BEGIN DATA UNDER STUDY

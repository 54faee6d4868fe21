//! Session and authentication types

use serde::{Deserialize, Serialize};

/// Generic login failure reason shown when the backend does not provide one
pub const LOGIN_FAILURE_FALLBACK: &str = "Échec de la connexion";

/// Opaque bearer credential pair persisted across restarts.
///
/// Both tokens are treated as opaque strings; expiry is discovered
/// reactively when the backend rejects a request, never by inspecting
/// the token contents.
#[derive(Debug, Clone, PartialEq, Serialize, Deserialize)]
pub struct Credentials {
    pub access_token: String,
    pub refresh_token: String,
}

/// User profile as returned by the backend's directory lookup
#[derive(Debug, Clone, PartialEq, Serialize, Deserialize)]
pub struct UserProfile {
    pub username: String,
    #[serde(default)]
    pub full_name: String,
    #[serde(default)]
    pub email: String,
    /// Contract type (CDI, CDD, Intérim, Stagiaire)
    #[serde(default)]
    pub employee_type: String,
    /// Status (Cadre, Non-Cadre)
    #[serde(default)]
    pub title: String,
    #[serde(default)]
    pub department: String,
}

impl UserProfile {
    /// Name to greet the user with (full name when the directory has one)
    pub fn display_name(&self) -> &str {
        if self.full_name.is_empty() {
            &self.username
        } else {
            &self.full_name
        }
    }
}

/// Session state
///
/// Starts in `Initializing` and resolves exactly once at startup via
/// `SessionManager::bootstrap`. After that, only explicit login/logout
/// (or a failed renewal) move it between `Authenticated` and `Anonymous`;
/// there is no path back to `Initializing`.
#[derive(Debug, Clone, PartialEq)]
pub enum SessionState {
    /// Startup restore has not resolved yet
    Initializing,
    /// Logged in with a stored credential pair
    Authenticated(UserProfile),
    /// Not logged in
    Anonymous,
}

impl Default for SessionState {
    fn default() -> Self {
        SessionState::Initializing
    }
}

/// Session lifecycle events for the UI collaborator
///
/// The session layer never navigates or renders anything itself; it
/// emits these and lets subscribers react (e.g. return to the login
/// surface on `SessionExpired`).
#[derive(Debug, Clone, PartialEq, Serialize)]
pub enum SessionEvent {
    /// A login or startup restore succeeded
    SignedIn { username: String },
    /// An explicit logout completed
    SignedOut,
    /// Credential renewal failed; the session was torn down
    SessionExpired,
}

/// Token pair response from the login and refresh endpoints
#[derive(Debug, Clone, Deserialize)]
pub struct TokenResponse {
    pub access_token: String,
    pub refresh_token: String,
    #[serde(default = "default_token_type")]
    pub token_type: String,
}

fn default_token_type() -> String {
    "bearer".to_string()
}

/// Health check response from the backend
#[derive(Debug, Clone, Deserialize)]
pub struct HealthStatus {
    pub status: String,
    #[serde(default)]
    pub environment: String,
}

/// Error types for the session layer
#[derive(Debug, thiserror::Error)]
pub enum AuthError {
    #[error("Network error: {0}")]
    NetworkError(String),

    #[error("Storage error: {0}")]
    StorageError(String),

    #[error("API error: {0}")]
    ApiError(String),

    /// Credential exchange rejected; carries the display reason
    #[error("{0}")]
    InvalidCredentials(String),

    /// Renewal failed and the session was torn down
    #[error("Session expired, please sign in again")]
    SessionExpired,
}

#[cfg(test)]
mod tests {
    use super::*;

    #[test]
    fn test_session_state_default_is_initializing() {
        assert_eq!(SessionState::default(), SessionState::Initializing);
    }

    #[test]
    fn test_display_name_prefers_full_name() {
        let mut profile = UserProfile {
            username: "mdupont".to_string(),
            full_name: "Marie Dupont".to_string(),
            email: "marie.dupont@example.com".to_string(),
            employee_type: "CDI".to_string(),
            title: "Cadre".to_string(),
            department: "Finance".to_string(),
        };
        assert_eq!(profile.display_name(), "Marie Dupont");
        profile.full_name.clear();
        assert_eq!(profile.display_name(), "mdupont");
    }

    #[test]
    fn test_user_profile_deserialize_tolerates_missing_fields() {
        let json = r#"{"username": "mdupont"}"#;
        let profile: UserProfile = serde_json::from_str(json).unwrap();
        assert_eq!(profile.username, "mdupont");
        assert!(profile.full_name.is_empty());
        assert!(profile.department.is_empty());
    }

    #[test]
    fn test_token_response_defaults_token_type() {
        let json = r#"{"access_token": "A1", "refresh_token": "R1"}"#;
        let resp: TokenResponse = serde_json::from_str(json).unwrap();
        assert_eq!(resp.access_token, "A1");
        assert_eq!(resp.refresh_token, "R1");
        assert_eq!(resp.token_type, "bearer");
    }

    #[test]
    fn test_auth_error_display() {
        assert_eq!(
            AuthError::NetworkError("timeout".to_string()).to_string(),
            "Network error: timeout"
        );
        assert_eq!(
            AuthError::InvalidCredentials("Nom d'utilisateur ou mot de passe incorrect".to_string())
                .to_string(),
            "Nom d'utilisateur ou mot de passe incorrect"
        );
        assert_eq!(
            AuthError::SessionExpired.to_string(),
            "Session expired, please sign in again"
        );
    }

    #[test]
    fn test_session_expired_is_matchable() {
        // The dispatch loop distinguishes teardown from ordinary API errors
        let err = AuthError::SessionExpired;
        assert!(matches!(err, AuthError::SessionExpired));
        let transient = AuthError::NetworkError("timeout".to_string());
        assert!(!matches!(transient, AuthError::SessionExpired));
    }
}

END DATA UNDER STUDY

ACTION ITEM:
Where the string "torn" turns up in a line of the data above, copy that whole line.

EXERCISE RESPONSE:
    /// Credential renewal failed; the session was torn down
    /// Renewal failed and the session was torn down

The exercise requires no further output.